Per tre ragioni è l'uno bianco e l'altro nero. L'una per lo seme(636); che se il padre è bello(637), e ingenera per grande volontà, per diritta natura conviene che la criatura sia del colore del padre. E se la femina riceve volentieri il seme con grande volontà, e la volontà del padre non vi sia, per diritta natura conviene che la criatura sia della somiglianza della madre. E se l'uomo e la femina sono amendue di grande volontà, lo loro figliuolo sarà del colore del padre, perchè egli disciende e viene di tutti i suoi menbri e nerbi e vene; e per diritta natura conviene che sia di quello medesimo colore, e della somiglianza della madre, perchè la madre lo riceve come pasta, sanza nulla figura(638); e poi nel suo corpo piglia egli figura; e però conviene che la figura sia somigliata a lei(639). E l'altra maniera si è che se la femina è di calda conparazione(640), la creatura s'arde(641) nel suo ventre, e diviene bruna. L'altra cagione si è per cagione della terra e dell'aria, conviene che la criatura diventi nera o bruna.

(636) per la sembianza C. R. 1. — E questa crediamo la vera lezione, confermata dal C. F. R. e dal T. F. P., che hanno: semblance.(637) bruno C. R. 2. Lezione confermata qui pure dal C. F. R. e dal T. F. P.(638) la madre lo riceve senza nulla fazzone C. R. 1.(639) sia sembiante a lei C. R. 1.(640) compresione C. R. 2. — complessione C. R. 1.(641) l'enfant se art en son corps, et devient brun T. F. P.

Cap. LXXXI.

Lo re domanda: fellonia di che aviene? Sidrac risponde:

De' malvagi omori viene la fellonia; che alcuna volta rinflabisceno(642) al cuore come fuoco; e ismuove lo cuore e iscalda, e lo fa per lo loro inflabiamento(643) diventare nero e scuro; e per quella iscurità diventa pensoso e malinconoso. Poi quella iscurità risponde al cervello, e 'l cervello risponde agli occhi e agli altri menbri, e sì gl'ingrossa, per diritta forza(644) conviene che egli sia fello e malinconoso. E quando gli omori cessano, e lo rinflabiamento(645) si spegnie, lo cuore riposa, e la scurità si parte da lui, e gli menbri e gli occhi perdono la grossezza(646), e diventano gioiosi e allegri.
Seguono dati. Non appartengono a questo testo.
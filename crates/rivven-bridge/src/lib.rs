//! # Rivven Bridge
//!
//! HTTP-to-broker event bridge with content-type driven JSON / Avro
//! transcoding against a Confluent-compatible schema registry.
//!
//! ```text
//! publish:  EventRequest ──► CodecDispatcher ──► SchemaResolver ──► registry
//!                               │                    │
//!                               │             AvroEncoder (JSON → Avro)
//!                               ▼
//!                           Envelope ──► BrokerSender
//!
//! consume:  headers + bytes ──► ContentTypeResolver ──► PayloadDecoder
//!                                                        ├── application/json
//!                                                        └── application/*+avro
//!                                                              (wire format,
//!                                                               schema by id)
//! ```
//!
//! ## Example
//!
//! ```rust,ignore
//! use rivven_bridge::{
//!     CodecDispatcher, DispatcherConfig, Encoding, EventRequest, LogBroker, MemoryRegistry,
//!     SchemaResolver,
//! };
//! use std::sync::Arc;
//!
//! let registry = Arc::new(MemoryRegistry::new());
//! registry.register("com.acme.Order", r#"{"type":"record","name":"Order","fields":[{"name":"amount","type":"int"}]}"#);
//!
//! let dispatcher = CodecDispatcher::new(
//!     Arc::new(SchemaResolver::new(registry)),
//!     Arc::new(LogBroker),
//!     DispatcherConfig::default(),
//! );
//! let request = EventRequest::new("orders")
//!     .with_avro_source("com.acme.Order")
//!     .with_payload(r#"{"amount": 5}"#);
//! let status = dispatcher.dispatch(&request, Encoding::Avro).await?;
//! ```

pub mod avro;
pub mod broker;
pub mod config;
pub mod decoder;
pub mod dispatch;
pub mod error;
pub mod headers;
pub mod metrics;
pub mod mime;
pub mod registry;
pub mod resolver;
pub mod server;

pub use avro::{AvroDecoder, AvroEncoder, AvroSchema, BinaryRecord};
#[cfg(feature = "kafka")]
pub use broker::KafkaBroker;
pub use broker::{BrokerSender, LogBroker, MemoryBroker};
pub use config::BridgeConfig;
pub use decoder::{DecodedValue, PayloadDecoder};
pub use dispatch::{
    CodecDispatcher, DispatchStatus, DispatcherConfig, Encoding, Envelope, EnvelopeBody,
    EventRequest, Payload,
};
pub use error::{BridgeError, BridgeResult, RegistryError};
pub use headers::{ContentTypeResolver, Headers};
pub use metrics::BridgeMetrics;
pub use mime::MimeType;
pub use registry::{ExternalRegistry, MemoryRegistry, RegistryClient, SchemaId};
pub use resolver::{SchemaReference, SchemaResolver, SubjectLookup};
pub use server::BridgeServer;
(642) remflanbent C. F. R. — Nell'ant. fr. flamber, flambier, flamble, flambe; onde il remflabent ed il rinflabisceno del n. t., per rinfiammano, che leggesi nel C. R. 1. Meglio nel T. F. P.: reflambent.(643) e smuovono il quore, e sie lo scaldano, e si lo fanno per loro iscaldamento C. R. 1.(644) che per diritta forza C. R. 1.(645) rinfiamamento C. R. 2. — infiammamento C. R. 1.(646) gordezza C. R. 1. — gordesse C. F. R. — Da gourd, gonfiato per l'umidità. Cf. Dict. de l'Acad. Franc., Suppl.

Cap. LXXXII.

Lo re domanda: perchè sono le bestie di molti colori? Sidrac risponde:

Perciò ch'elle non sono alla simiglianza di Dio, si conviene ch'elle sieno di molti colori; e perciò ch'elle pascono l'erbe calde e umide e fredde e secche. Quando le bestie sono grosse(647) e pascono l'erba, della magior parte de l'erbe ch'ella mangia, conviene ch'ella abia magiore simiglianza. E se la magior parte è calda e secca, conviene che la bestia sia nera; e se la magior parte è solamente calda, conviene ch'ella sia vermiglia; e s'ella è umida, ella sarà taccata; e s'ella è fredda ella sarà bianca: e se le quattro nature dell'erbe saranno comunali, e' sarà vaio(648); e altrettanto quanto ella averà pasciuto dell'una erba più che dell'altra, di quella averà più colore nella lana(649). Simigliantemente aviene delle bestie salvatiche, come delle dimestiche e degli uccegli: ciascuno à sua natura; e tutto è l'ordinamento e la volontà di Dio; che tutto questo à egli fatto per lodo della sua gloria. Egli à fatto molte diverse erbe, e bestie e uccelli e pesci e gente, in quello modo che a lui pare, l'uno bello e l'altro laido, alla sua volontà.

(647) pregne C. R. 1.(648) vaiolato C. R. 1.(649) Il C. L. ha: e altrettanto quanto egli avrà più nella lana. — Abbiamo supplito col C. R. 2.